- **Task**: Your job with the data below is to output exactly the lines from the one holding "assert!(matches!(err, ResultsError::ProcessNotFound(42)));" down to the one holding "use std::path::Path;", both included, and no others.

- **Available data**:

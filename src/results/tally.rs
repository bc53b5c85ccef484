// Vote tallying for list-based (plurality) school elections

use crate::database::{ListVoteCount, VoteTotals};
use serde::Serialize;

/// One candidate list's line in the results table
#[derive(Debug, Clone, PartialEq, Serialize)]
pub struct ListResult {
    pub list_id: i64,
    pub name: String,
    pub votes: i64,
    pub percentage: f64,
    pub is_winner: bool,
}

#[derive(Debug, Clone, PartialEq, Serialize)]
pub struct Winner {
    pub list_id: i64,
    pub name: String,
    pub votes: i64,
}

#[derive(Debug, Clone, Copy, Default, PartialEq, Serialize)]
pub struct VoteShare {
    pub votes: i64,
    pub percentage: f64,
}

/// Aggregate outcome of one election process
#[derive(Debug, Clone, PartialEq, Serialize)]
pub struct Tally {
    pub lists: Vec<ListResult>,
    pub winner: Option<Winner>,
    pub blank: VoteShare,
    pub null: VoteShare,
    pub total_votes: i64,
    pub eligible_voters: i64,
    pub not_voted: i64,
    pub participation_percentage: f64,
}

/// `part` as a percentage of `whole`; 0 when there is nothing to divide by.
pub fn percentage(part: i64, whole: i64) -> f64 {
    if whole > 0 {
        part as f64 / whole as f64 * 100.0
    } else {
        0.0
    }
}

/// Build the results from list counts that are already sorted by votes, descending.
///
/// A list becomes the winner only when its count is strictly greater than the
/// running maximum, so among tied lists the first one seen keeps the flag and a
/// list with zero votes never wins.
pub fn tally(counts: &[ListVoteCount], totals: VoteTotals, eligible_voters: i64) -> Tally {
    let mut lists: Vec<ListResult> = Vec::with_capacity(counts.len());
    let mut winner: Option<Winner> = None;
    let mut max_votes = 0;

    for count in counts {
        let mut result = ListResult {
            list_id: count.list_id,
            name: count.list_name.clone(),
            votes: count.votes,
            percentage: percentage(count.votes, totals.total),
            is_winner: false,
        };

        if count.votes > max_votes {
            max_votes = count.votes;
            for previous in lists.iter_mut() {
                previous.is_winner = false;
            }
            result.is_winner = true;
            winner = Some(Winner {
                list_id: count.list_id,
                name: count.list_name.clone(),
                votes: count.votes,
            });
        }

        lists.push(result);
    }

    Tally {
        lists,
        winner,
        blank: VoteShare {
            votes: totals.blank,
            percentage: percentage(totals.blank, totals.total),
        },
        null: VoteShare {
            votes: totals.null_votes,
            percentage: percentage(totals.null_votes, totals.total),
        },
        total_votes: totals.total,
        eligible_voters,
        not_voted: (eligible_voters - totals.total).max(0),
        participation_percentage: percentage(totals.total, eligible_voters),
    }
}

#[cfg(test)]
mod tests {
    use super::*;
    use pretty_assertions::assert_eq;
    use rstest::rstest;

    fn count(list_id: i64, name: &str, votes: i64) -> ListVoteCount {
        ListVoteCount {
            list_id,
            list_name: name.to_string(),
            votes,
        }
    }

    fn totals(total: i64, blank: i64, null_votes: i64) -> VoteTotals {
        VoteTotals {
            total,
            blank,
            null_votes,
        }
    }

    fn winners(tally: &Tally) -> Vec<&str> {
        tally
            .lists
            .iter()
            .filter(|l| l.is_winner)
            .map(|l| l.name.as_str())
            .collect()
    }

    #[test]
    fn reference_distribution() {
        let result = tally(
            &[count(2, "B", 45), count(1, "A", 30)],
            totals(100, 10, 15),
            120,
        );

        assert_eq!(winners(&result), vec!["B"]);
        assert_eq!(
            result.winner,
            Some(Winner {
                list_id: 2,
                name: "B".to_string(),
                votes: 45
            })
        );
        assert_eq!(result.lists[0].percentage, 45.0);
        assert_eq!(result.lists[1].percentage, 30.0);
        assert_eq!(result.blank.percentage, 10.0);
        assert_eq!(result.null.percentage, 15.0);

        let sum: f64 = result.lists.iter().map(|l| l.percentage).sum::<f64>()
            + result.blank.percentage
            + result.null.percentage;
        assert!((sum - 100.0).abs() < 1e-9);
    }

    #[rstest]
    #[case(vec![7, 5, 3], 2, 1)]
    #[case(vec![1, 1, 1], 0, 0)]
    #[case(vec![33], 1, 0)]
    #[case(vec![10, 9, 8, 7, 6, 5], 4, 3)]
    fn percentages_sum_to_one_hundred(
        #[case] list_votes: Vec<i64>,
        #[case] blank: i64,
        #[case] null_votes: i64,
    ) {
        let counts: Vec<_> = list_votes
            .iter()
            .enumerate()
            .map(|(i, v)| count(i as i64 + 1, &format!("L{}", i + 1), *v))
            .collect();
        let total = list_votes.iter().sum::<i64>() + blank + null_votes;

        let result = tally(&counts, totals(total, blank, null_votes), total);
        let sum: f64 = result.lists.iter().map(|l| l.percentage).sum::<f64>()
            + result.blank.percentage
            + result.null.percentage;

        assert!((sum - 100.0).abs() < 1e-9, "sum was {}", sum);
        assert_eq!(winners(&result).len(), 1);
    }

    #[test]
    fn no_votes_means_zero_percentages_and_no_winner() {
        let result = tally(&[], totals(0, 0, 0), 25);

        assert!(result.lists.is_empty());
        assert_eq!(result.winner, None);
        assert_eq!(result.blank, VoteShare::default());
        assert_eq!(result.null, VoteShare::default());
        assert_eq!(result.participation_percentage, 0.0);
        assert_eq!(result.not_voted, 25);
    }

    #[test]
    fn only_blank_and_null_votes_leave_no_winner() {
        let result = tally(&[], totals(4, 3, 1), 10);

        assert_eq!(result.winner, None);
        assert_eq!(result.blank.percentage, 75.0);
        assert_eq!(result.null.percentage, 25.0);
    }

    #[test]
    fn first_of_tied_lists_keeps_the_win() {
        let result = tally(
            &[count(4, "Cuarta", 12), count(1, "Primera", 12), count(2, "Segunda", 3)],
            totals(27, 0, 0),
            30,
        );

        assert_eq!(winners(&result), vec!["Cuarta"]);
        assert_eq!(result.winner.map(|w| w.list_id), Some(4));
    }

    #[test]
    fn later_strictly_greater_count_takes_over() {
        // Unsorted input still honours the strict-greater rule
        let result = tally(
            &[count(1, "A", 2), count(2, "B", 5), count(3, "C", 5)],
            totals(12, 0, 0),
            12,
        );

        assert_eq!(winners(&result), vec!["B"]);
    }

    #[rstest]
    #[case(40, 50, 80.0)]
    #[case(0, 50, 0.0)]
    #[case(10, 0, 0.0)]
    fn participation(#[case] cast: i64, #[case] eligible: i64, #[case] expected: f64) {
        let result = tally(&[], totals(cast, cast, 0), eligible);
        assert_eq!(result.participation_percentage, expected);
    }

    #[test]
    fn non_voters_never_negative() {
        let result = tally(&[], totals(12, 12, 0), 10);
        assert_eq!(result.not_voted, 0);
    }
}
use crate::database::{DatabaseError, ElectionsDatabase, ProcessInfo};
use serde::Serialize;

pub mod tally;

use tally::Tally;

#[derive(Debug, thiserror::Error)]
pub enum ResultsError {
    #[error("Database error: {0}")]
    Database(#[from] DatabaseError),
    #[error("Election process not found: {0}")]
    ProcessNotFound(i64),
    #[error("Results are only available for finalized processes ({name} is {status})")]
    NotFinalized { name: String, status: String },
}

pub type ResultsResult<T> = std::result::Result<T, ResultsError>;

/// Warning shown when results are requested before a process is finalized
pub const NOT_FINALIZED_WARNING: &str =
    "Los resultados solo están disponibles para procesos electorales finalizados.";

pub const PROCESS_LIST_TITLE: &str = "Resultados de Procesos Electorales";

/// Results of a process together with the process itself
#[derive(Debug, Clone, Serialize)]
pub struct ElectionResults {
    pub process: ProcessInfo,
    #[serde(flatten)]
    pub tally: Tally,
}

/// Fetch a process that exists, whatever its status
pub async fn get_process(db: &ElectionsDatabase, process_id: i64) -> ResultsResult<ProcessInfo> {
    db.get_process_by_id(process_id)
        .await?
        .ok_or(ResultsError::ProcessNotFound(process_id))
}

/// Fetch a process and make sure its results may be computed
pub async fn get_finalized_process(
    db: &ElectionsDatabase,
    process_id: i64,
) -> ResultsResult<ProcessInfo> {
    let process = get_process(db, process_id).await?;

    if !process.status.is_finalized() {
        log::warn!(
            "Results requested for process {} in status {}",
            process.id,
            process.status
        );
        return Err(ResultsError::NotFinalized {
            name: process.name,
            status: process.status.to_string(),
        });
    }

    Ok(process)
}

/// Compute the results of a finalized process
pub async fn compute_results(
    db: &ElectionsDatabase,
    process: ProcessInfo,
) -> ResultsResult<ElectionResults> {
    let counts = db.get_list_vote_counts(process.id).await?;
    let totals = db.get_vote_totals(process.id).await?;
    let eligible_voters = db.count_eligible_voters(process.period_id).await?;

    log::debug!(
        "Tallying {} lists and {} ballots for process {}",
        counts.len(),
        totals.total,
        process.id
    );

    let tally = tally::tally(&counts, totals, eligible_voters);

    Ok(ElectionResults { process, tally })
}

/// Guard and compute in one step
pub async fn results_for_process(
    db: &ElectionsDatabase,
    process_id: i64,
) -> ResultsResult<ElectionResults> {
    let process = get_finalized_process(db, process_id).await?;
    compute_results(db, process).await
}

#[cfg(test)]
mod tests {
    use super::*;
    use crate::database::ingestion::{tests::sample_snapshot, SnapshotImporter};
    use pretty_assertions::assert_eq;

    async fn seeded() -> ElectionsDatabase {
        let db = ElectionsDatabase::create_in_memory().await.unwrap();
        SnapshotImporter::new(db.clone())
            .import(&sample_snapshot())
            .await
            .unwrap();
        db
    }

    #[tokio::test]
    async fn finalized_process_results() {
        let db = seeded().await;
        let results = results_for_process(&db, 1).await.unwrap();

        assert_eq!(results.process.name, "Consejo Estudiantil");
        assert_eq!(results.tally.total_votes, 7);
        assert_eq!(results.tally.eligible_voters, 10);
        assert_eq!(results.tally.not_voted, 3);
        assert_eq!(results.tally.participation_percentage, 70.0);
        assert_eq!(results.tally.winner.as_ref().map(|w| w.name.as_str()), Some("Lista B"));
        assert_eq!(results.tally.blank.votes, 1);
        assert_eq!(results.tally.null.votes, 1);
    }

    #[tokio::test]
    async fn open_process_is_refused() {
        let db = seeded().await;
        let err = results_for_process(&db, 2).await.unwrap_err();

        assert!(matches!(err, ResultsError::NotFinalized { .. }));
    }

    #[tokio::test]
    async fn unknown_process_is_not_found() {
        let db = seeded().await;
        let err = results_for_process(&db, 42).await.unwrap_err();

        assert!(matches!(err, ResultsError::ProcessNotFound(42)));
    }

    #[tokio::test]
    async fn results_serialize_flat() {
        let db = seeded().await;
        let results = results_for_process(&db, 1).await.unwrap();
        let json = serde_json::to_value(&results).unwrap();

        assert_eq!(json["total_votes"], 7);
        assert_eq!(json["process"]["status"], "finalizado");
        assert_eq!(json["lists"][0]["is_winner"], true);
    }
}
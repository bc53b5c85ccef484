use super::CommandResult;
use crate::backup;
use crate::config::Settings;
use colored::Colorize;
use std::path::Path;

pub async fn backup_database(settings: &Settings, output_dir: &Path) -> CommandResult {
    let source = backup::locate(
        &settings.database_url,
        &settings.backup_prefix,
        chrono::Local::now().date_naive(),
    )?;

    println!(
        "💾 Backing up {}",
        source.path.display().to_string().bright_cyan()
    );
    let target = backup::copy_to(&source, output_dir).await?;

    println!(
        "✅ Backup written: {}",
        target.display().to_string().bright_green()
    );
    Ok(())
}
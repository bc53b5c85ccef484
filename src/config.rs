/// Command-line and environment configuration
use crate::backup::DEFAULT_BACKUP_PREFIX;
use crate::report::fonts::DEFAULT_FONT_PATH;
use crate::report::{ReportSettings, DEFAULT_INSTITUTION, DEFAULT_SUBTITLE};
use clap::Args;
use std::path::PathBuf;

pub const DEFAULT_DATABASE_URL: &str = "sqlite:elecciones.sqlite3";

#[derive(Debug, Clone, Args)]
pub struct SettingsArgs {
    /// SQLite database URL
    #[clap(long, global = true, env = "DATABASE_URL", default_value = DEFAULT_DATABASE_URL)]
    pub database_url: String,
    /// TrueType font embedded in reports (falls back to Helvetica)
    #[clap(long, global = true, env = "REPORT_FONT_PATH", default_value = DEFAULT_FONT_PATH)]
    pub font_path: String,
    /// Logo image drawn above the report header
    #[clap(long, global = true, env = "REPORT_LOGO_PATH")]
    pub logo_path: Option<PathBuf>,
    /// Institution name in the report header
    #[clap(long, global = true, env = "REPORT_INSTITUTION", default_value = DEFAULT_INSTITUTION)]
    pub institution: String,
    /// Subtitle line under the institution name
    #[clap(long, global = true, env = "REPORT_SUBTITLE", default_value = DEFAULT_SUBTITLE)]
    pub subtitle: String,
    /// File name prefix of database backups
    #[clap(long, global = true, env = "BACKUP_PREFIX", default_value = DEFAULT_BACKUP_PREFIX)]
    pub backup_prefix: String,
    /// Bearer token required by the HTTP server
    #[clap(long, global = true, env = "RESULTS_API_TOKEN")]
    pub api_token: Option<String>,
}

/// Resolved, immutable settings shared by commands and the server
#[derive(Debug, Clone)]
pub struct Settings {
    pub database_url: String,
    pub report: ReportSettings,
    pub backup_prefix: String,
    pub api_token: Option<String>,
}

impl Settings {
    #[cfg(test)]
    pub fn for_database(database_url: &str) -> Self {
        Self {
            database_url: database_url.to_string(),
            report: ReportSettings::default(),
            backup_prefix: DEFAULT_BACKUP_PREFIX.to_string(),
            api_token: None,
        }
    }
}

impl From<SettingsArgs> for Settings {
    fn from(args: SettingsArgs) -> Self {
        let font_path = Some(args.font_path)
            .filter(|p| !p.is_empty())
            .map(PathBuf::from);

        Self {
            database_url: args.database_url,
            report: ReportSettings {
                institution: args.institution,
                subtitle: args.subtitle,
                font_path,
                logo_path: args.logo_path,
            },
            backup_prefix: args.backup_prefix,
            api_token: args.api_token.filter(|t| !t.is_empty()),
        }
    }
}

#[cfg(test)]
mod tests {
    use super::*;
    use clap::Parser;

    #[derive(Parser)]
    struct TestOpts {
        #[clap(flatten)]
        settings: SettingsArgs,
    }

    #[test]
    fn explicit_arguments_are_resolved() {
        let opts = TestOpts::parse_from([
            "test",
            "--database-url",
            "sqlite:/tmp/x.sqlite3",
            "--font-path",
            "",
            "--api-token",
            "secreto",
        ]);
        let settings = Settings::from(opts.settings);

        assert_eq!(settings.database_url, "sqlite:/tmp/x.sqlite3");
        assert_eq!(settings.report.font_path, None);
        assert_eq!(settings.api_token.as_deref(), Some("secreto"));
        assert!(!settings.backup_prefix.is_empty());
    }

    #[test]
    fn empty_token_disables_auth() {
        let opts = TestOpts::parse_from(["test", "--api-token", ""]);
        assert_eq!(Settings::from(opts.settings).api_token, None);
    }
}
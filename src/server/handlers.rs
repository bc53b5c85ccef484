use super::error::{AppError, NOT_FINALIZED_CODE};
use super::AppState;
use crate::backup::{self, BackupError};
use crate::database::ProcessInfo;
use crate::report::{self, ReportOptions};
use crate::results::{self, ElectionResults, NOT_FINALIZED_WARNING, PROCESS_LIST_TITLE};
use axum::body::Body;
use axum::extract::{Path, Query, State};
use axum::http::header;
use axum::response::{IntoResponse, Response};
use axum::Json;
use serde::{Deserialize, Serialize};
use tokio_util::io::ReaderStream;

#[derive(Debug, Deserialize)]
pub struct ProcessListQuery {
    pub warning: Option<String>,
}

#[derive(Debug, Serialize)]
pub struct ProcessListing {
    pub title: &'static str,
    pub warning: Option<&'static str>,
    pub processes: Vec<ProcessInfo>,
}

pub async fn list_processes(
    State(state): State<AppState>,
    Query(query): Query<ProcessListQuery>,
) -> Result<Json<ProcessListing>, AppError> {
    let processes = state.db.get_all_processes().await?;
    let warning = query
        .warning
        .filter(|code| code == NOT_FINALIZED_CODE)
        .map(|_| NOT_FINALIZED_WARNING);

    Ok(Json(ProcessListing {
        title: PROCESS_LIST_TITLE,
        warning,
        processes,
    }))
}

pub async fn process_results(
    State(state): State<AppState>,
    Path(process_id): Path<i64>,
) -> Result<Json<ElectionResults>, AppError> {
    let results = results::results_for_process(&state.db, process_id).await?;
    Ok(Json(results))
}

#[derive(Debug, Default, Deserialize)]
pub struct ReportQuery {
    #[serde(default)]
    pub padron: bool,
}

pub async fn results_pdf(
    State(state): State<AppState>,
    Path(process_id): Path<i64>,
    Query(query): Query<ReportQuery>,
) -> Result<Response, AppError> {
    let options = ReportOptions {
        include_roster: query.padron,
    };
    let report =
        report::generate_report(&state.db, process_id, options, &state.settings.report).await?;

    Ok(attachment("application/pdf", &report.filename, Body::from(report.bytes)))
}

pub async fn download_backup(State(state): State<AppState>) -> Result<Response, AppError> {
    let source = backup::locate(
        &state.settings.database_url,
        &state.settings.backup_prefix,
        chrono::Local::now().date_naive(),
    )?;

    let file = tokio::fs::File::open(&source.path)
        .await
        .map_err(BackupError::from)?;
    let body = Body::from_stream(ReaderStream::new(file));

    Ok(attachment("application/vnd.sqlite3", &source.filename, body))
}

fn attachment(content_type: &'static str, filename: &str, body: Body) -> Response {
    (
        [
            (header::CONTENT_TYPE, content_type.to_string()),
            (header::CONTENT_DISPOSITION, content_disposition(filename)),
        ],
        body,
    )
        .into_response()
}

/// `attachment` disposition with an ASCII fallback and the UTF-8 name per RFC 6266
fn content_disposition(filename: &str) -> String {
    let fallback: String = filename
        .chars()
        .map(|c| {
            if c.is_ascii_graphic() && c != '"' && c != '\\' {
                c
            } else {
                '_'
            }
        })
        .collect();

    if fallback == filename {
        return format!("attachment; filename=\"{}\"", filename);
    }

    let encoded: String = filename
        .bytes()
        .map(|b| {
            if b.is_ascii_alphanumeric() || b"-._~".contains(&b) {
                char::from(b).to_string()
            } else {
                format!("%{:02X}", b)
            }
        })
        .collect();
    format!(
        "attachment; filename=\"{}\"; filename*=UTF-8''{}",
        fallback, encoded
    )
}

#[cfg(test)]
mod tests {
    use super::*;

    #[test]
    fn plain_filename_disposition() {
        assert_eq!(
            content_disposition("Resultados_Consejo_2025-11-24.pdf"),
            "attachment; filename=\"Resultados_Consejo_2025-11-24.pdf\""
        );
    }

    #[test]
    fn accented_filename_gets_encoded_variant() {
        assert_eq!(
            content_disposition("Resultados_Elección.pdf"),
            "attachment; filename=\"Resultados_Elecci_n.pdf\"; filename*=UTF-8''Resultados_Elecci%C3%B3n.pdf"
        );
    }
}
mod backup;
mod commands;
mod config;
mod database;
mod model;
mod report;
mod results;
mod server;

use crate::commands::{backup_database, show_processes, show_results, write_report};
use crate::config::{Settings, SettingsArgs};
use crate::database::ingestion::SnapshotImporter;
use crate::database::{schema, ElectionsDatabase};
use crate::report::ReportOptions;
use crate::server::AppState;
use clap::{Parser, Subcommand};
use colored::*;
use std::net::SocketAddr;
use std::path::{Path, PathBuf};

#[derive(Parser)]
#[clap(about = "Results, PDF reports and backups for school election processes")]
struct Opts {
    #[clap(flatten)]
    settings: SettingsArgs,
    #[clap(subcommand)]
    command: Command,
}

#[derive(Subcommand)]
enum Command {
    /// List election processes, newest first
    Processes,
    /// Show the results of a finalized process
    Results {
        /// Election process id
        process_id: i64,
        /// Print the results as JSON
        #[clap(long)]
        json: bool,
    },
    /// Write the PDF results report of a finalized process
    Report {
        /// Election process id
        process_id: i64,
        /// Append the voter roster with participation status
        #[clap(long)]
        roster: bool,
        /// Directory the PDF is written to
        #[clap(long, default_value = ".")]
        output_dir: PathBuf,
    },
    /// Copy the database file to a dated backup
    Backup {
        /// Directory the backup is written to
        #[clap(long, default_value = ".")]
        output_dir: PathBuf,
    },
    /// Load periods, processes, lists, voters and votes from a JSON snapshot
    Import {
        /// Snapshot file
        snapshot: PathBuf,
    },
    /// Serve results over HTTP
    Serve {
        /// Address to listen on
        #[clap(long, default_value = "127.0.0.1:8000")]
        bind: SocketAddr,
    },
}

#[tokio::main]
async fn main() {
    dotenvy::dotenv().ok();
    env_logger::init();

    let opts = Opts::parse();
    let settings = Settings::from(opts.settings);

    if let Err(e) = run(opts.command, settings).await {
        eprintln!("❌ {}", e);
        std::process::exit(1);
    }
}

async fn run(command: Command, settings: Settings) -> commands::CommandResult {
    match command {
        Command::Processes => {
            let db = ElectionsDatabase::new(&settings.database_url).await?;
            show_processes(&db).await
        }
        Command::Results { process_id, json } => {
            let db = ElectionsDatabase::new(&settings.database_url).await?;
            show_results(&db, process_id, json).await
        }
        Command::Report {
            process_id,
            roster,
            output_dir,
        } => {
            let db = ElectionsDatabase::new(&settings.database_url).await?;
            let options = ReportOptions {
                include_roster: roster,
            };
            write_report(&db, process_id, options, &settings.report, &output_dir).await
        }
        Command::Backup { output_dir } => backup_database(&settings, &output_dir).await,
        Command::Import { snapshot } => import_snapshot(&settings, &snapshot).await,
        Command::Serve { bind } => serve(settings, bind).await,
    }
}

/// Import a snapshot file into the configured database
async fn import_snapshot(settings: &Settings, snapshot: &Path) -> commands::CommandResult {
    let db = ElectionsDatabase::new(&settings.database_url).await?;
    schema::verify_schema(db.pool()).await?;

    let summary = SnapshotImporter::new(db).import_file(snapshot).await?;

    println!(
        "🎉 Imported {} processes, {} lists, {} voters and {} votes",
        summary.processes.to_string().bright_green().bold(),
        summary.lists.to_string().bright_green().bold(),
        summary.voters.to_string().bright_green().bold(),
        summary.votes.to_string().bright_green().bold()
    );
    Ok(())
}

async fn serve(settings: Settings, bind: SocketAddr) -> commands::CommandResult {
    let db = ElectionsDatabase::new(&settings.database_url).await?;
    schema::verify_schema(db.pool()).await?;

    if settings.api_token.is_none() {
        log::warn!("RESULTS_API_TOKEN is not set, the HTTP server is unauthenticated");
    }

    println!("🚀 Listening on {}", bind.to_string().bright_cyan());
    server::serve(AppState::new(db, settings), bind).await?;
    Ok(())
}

- **Response below**:
        assert!(matches!(err, ResultsError::ProcessNotFound(42)));
    }

    #[tokio::test]
    async fn results_serialize_flat() {
        let db = seeded().await;
        let results = results_for_process(&db, 1).await.unwrap();
        let json = serde_json::to_value(&results).unwrap();

        assert_eq!(json["total_votes"], 7);
        assert_eq!(json["process"]["status"], "finalizado");
        assert_eq!(json["lists"][0]["is_winner"], true);
    }
}
repository bc53b5c85ccef484
use super::CommandResult;
use crate::backup;
use crate::config::Settings;
use colored::Colorize;
use std::path::Path;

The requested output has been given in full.